:: YOUR OBJECTIVE ::
Repeat, exactly as written, the lines of the records below from the first through the line with "#[derive(Clone, Debug, Copy, ValueEnum)]", but none past it.

-- GIVEN RECORDS follows --

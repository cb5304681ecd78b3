use std::io::{IsTerminal, Write};

use clap::ValueEnum;
use comfy_table::{presets::UTF8_FULL, ContentArrangement, Table};
use serde::Serialize;
use tcmp_frame::{family_name, ApplicationError, Response};
use tcmp_transport::DeviceId;

use crate::hex;

#[derive(Clone, Debug, Copy, ValueEnum)]
pub enum OutputFormat {
    Json,
    Table,
    Pretty,
    Raw,
}

impl OutputFormat {
    pub fn default_for_stdout() -> Self {
        if std::io::stdout().is_terminal() {
            Self::Table
        } else {
            Self::Json
        }
    }
}

#[derive(Serialize)]
struct ApplicationErrorOutput<'a> {
    error_code: u8,
    internal_error_code: u8,
    reader_status: u8,
    message: &'a str,
}

impl<'a> From<&'a ApplicationError> for ApplicationErrorOutput<'a> {
    fn from(err: &'a ApplicationError) -> Self {
        Self {
            error_code: err.error_code,
            internal_error_code: err.internal_error_code,
            reader_status: err.reader_status,
            message: &err.message,
        }
    }
}

#[derive(Serialize)]
struct ResponseOutput<'a> {
    family: u16,
    family_name: &'static str,
    response_code: u8,
    kind: &'static str,
    payload_size: usize,
    payload: String,
    trailer: String,
    #[serde(skip_serializing_if = "Option::is_none")]
    error: Option<ApplicationErrorOutput<'a>>,
}

impl<'a> ResponseOutput<'a> {
    fn new(response: &'a Response) -> Self {
        let frame = response.frame();
        Self {
            family: frame.family().value(),
            family_name: family_name(frame.family()),
            response_code: frame.response_code(),
            kind: if response.is_error() {
                "application_error"
            } else {
                "frame"
            },
            payload_size: frame.payload().len(),
            payload: hex::encode(frame.payload()),
            trailer: hex::encode(&frame.trailer()),
            error: response.application_error().map(ApplicationErrorOutput::from),
        }
    }
}

/// One line of `decode` output: a response or a stream error.
pub enum DecodedItem<'a> {
    Response(&'a Response),
    Error(String),
}

pub fn print_response(response: &Response, format: OutputFormat) {
    match format {
        OutputFormat::Json => print_json(&ResponseOutput::new(response)),
        OutputFormat::Table => {
            let mut table = response_table();
            table.add_row(response_row(response));
            println!("{table}");
        }
        OutputFormat::Pretty => println!("{}", pretty_response(response)),
        OutputFormat::Raw => print_raw(response.frame().payload()),
    }
}

pub fn print_decoded(items: &[DecodedItem<'_>], format: OutputFormat) {
    match format {
        OutputFormat::Json => {
            #[derive(Serialize)]
            #[serde(untagged)]
            enum Line<'a> {
                Response(ResponseOutput<'a>),
                Error { error: &'a str },
            }
            let lines: Vec<Line<'_>> = items
                .iter()
                .map(|item| match item {
                    DecodedItem::Response(response) => {
                        Line::Response(ResponseOutput::new(response))
                    }
                    DecodedItem::Error(error) => Line::Error {
                        error: error.as_str(),
                    },
                })
                .collect();
            print_json(&lines);
        }
        OutputFormat::Table => {
            let mut table = response_table();
            for item in items {
                match item {
                    DecodedItem::Response(response) => {
                        table.add_row(response_row(response));
                    }
                    DecodedItem::Error(error) => {
                        table.add_row(vec![
                            "-".to_string(),
                            "-".to_string(),
                            "stream error".to_string(),
                            "0".to_string(),
                            error.clone(),
                        ]);
                    }
                }
            }
            println!("{table}");
        }
        OutputFormat::Pretty => {
            for item in items {
                match item {
                    DecodedItem::Response(response) => println!("{}", pretty_response(response)),
                    DecodedItem::Error(error) => println!("stream error: {error}"),
                }
            }
        }
        OutputFormat::Raw => {
            for item in items {
                if let DecodedItem::Response(response) = item {
                    print_raw(response.frame().as_bytes());
                }
            }
        }
    }
}

pub fn print_devices(devices: &[DeviceId], format: OutputFormat) {
    match format {
        OutputFormat::Json => {
            let names: Vec<&str> = devices.iter().map(DeviceId::as_str).collect();
            print_json(&serde_json::json!({ "devices": names }));
        }
        OutputFormat::Table => {
            let mut table = Table::new();
            table
                .load_preset(UTF8_FULL)
                .set_content_arrangement(ContentArrangement::Dynamic)
                .set_header(vec!["#", "DEVICE"]);
            for (i, device) in devices.iter().enumerate() {
                table.add_row(vec![i.to_string(), device.to_string()]);
            }
            println!("{table}");
        }
        OutputFormat::Pretty | OutputFormat::Raw => {
            for device in devices {
                println!("{device}");
            }
        }
    }
}

pub fn print_raw(data: &[u8]) {
    let mut out = std::io::stdout();
    let _ = out.write_all(data);
    let _ = out.flush();
}

fn print_json<T: Serialize + ?Sized>(value: &T) {
    println!(
        "{}",
        serde_json::to_string(value).unwrap_or_else(|_| "{}".to_string())
    );
}

fn response_table() -> Table {
    let mut table = Table::new();
    table
        .load_preset(UTF8_FULL)
        .set_content_arrangement(ContentArrangement::Dynamic)
        .set_header(vec!["FAMILY", "CODE", "KIND", "SIZE", "PAYLOAD"]);
    table
}

fn response_row(response: &Response) -> Vec<String> {
    let frame = response.frame();
    let detail = match response.application_error() {
        Some(err) => err.to_string(),
        None => hex::spaced(frame.payload()),
    };
    vec![
        family_name(frame.family()).to_string(),
        format!("{:#04x}", frame.response_code()),
        if response.is_error() { "error" } else { "frame" }.to_string(),
        frame.payload().len().to_string(),
        detail,
    ]
}

fn pretty_response(response: &Response) -> String {
    let frame = response.frame();
    let mut line = format!(
        "family={} code={:#04x} size={}",
        frame.family(),
        frame.response_code(),
        frame.payload().len()
    );
    match response.application_error() {
        Some(err) => line.push_str(&format!(" error={err}")),
        None => line.push_str(&format!(" payload={}", hex::spaced(frame.payload()))),
    }
    line
}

-- GIVEN RECORDS concluded --

:: EXPECTED ANSWER ::
repository cb5304681ecd78b3
use std::io::{IsTerminal, Write};

use clap::ValueEnum;
use comfy_table::{presets::UTF8_FULL, ContentArrangement, Table};
use serde::Serialize;
use tcmp_frame::{family_name, ApplicationError, Response};
use tcmp_transport::DeviceId;

use crate::hex;

#[derive(Clone, Debug, Copy, ValueEnum)]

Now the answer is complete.